Saved data entries:
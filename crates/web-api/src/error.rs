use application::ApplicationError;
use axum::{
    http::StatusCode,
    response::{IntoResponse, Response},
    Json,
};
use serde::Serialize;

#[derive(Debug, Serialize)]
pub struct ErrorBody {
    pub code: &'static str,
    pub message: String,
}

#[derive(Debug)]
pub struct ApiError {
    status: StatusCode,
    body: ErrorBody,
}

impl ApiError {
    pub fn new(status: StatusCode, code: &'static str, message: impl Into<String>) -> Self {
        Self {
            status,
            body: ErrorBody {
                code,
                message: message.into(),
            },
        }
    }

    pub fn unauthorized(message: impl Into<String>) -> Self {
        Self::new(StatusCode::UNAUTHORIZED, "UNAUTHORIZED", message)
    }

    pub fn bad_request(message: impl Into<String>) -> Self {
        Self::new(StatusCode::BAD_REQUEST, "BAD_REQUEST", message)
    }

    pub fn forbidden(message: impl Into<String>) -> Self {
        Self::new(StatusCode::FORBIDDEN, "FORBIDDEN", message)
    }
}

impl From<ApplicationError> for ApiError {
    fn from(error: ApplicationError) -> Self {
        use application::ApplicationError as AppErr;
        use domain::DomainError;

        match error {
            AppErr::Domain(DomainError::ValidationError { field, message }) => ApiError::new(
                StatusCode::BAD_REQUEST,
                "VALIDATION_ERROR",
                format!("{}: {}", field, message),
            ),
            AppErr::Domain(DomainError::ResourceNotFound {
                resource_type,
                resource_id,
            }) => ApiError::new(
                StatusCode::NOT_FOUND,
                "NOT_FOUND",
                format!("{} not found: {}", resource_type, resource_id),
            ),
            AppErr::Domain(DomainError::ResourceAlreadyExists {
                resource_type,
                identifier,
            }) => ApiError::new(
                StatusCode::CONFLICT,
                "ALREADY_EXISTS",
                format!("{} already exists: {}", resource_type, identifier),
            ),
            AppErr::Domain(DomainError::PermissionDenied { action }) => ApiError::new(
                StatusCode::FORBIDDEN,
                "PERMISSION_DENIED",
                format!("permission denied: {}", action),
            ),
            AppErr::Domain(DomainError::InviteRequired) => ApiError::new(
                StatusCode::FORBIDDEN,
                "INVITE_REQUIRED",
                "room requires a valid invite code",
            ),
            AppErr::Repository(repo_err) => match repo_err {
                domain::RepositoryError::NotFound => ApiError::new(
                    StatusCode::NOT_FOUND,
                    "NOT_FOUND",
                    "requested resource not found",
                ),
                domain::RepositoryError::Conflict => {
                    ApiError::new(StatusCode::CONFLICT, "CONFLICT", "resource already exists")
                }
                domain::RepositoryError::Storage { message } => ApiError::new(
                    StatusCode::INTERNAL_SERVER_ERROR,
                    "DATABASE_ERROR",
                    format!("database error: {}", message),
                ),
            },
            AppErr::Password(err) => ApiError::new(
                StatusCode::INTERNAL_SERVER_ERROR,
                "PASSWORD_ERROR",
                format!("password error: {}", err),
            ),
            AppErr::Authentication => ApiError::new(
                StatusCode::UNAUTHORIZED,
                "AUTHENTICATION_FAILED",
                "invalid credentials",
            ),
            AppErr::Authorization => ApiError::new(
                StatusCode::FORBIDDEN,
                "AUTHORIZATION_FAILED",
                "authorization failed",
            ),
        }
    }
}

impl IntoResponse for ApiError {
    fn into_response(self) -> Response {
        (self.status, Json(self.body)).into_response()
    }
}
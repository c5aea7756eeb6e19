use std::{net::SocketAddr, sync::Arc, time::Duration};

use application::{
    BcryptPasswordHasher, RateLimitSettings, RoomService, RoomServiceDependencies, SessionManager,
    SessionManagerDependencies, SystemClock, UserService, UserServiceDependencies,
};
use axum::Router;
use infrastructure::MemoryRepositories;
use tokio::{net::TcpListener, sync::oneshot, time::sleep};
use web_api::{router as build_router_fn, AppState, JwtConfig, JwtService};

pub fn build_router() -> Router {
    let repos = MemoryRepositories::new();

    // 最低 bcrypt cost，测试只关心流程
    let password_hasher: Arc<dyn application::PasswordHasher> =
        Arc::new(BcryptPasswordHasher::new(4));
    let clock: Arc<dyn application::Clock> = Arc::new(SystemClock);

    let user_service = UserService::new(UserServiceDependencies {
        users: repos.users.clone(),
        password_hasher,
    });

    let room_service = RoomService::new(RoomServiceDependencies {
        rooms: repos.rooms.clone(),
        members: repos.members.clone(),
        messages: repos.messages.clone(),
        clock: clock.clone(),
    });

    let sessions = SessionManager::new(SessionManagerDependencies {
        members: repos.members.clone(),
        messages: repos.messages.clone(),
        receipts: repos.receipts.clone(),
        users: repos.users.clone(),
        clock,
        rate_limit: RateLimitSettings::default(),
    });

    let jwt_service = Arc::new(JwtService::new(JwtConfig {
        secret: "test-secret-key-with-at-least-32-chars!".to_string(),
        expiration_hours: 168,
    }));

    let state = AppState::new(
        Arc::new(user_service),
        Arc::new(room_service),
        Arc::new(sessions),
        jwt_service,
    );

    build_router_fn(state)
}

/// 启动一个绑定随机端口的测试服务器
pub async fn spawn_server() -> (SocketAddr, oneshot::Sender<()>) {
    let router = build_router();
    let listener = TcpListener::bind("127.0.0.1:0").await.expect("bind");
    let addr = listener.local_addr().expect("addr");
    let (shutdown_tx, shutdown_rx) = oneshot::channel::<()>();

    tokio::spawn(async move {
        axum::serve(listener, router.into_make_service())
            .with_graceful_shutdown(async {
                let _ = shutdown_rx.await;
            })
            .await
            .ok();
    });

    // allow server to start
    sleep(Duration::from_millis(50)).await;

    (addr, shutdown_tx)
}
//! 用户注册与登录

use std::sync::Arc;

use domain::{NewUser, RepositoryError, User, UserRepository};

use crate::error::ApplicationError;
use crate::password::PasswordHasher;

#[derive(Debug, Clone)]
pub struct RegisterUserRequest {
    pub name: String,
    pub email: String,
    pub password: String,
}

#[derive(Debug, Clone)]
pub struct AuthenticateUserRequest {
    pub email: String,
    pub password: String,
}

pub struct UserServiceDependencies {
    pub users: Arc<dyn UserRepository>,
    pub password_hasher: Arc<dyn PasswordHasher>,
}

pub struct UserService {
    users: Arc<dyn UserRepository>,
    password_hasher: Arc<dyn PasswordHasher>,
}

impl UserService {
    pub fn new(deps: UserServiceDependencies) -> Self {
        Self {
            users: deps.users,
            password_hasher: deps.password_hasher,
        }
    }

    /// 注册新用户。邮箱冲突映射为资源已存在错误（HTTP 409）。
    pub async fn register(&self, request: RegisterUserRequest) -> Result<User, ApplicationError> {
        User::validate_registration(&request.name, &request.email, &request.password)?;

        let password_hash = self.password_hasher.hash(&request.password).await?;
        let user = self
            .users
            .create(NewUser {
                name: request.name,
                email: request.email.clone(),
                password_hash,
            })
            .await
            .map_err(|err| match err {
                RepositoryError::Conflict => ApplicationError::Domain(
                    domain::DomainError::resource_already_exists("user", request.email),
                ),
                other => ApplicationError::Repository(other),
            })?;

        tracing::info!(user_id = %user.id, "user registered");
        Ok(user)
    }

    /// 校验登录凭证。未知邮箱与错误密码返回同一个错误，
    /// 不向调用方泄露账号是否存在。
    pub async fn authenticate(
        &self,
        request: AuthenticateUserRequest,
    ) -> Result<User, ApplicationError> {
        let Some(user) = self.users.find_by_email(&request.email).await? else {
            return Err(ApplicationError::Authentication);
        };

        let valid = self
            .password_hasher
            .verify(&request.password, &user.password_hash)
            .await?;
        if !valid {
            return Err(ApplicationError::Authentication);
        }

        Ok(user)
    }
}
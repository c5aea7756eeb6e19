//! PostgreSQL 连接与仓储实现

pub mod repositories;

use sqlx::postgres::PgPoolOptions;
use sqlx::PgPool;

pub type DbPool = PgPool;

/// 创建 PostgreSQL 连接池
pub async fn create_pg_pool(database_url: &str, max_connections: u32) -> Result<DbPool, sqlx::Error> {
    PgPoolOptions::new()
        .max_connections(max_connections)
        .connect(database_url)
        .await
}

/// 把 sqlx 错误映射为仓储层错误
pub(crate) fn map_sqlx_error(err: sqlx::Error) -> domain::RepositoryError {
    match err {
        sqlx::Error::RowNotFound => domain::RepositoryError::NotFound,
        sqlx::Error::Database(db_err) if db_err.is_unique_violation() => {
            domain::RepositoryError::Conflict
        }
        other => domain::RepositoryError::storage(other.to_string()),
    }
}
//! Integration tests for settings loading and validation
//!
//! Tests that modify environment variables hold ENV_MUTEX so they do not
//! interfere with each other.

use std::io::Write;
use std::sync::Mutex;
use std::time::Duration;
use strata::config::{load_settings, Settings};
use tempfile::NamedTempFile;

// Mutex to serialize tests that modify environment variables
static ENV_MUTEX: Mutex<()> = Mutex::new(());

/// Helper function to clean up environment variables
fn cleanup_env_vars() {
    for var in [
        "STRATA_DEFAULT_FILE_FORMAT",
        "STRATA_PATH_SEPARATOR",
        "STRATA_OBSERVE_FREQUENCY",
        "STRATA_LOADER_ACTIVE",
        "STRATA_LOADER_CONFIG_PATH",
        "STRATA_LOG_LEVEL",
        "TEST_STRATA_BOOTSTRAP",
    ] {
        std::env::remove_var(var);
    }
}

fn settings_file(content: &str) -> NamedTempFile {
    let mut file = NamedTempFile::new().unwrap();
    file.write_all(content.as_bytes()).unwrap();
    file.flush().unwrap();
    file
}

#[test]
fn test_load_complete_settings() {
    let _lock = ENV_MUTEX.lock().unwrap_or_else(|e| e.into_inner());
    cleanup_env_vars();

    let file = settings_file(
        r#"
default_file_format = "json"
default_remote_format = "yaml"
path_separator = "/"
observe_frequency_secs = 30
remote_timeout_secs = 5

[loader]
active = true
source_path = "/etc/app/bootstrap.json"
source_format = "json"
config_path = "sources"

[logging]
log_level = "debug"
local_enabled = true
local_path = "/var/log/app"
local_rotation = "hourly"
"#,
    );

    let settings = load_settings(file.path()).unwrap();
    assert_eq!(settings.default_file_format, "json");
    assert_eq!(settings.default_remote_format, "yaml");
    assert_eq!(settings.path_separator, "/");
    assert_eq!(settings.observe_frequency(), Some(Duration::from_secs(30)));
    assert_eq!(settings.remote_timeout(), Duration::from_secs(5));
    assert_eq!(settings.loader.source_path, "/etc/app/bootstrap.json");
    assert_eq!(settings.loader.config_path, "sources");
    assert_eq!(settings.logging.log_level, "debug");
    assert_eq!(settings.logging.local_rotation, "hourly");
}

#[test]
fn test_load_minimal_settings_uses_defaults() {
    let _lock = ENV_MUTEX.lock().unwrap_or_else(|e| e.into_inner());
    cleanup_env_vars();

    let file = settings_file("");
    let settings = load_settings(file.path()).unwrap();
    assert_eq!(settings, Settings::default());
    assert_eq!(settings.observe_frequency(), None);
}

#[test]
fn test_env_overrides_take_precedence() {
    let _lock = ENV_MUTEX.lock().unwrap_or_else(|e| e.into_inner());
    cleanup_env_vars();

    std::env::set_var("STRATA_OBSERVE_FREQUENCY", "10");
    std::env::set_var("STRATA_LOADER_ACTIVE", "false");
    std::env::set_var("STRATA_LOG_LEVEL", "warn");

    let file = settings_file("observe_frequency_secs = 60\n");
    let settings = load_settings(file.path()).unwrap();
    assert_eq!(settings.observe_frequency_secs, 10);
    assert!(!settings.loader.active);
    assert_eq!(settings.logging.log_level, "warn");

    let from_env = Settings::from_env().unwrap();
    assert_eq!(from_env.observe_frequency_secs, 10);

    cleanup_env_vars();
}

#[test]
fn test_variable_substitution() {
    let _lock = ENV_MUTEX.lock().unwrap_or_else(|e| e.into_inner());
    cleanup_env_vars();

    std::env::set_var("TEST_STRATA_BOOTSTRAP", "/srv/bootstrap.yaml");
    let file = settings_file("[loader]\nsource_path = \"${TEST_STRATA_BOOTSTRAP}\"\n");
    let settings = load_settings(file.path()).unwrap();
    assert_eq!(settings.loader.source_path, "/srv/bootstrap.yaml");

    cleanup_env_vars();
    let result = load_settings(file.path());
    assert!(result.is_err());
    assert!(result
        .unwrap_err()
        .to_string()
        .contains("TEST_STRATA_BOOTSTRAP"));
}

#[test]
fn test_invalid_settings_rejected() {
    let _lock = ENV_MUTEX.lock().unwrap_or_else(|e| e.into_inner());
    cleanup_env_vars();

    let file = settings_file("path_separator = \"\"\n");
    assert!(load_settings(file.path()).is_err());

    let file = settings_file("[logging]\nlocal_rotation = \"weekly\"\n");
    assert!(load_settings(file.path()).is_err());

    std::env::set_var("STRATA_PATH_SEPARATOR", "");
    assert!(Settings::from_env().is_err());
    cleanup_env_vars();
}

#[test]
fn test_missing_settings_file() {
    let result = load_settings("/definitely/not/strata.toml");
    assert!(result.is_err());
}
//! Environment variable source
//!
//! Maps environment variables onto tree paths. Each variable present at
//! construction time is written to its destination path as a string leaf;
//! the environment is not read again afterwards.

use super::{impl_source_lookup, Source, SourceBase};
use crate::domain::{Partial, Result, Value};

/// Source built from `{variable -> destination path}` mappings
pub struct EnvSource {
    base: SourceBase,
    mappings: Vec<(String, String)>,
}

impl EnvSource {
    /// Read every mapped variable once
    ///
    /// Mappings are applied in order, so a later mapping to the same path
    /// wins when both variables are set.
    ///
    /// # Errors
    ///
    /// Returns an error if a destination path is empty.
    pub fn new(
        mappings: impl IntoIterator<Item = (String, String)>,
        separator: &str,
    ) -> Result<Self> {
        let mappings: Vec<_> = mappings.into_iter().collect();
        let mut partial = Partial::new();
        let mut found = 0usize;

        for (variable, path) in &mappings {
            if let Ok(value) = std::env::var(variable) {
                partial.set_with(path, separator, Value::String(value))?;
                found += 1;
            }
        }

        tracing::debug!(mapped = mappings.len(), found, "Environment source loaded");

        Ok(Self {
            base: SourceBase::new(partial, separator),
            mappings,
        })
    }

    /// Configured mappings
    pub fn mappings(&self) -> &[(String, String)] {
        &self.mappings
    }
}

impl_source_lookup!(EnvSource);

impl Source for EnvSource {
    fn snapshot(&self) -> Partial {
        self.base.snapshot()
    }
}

» **WORK REQUEST**
From the line holding "let router = build_router();" to the line holding "pub struct UserServiceDependencies", inclusive, restate each line above exactly as written.

» **WRITTEN SOLUTION**
    let router = build_router();
    let listener = TcpListener::bind("127.0.0.1:0").await.expect("bind");
    let addr = listener.local_addr().expect("addr");
    let (shutdown_tx, shutdown_rx) = oneshot::channel::<()>();

    tokio::spawn(async move {
        axum::serve(listener, router.into_make_service())
            .with_graceful_shutdown(async {
                let _ = shutdown_rx.await;
            })
            .await
            .ok();
    });

    // allow server to start
    sleep(Duration::from_millis(50)).await;

    (addr, shutdown_tx)
}
//! 用户注册与登录

use std::sync::Arc;

use domain::{NewUser, RepositoryError, User, UserRepository};

use crate::error::ApplicationError;
use crate::password::PasswordHasher;

#[derive(Debug, Clone)]
pub struct RegisterUserRequest {
    pub name: String,
    pub email: String,
    pub password: String,
}

#[derive(Debug, Clone)]
pub struct AuthenticateUserRequest {
    pub email: String,
    pub password: String,
}

pub struct UserServiceDependencies {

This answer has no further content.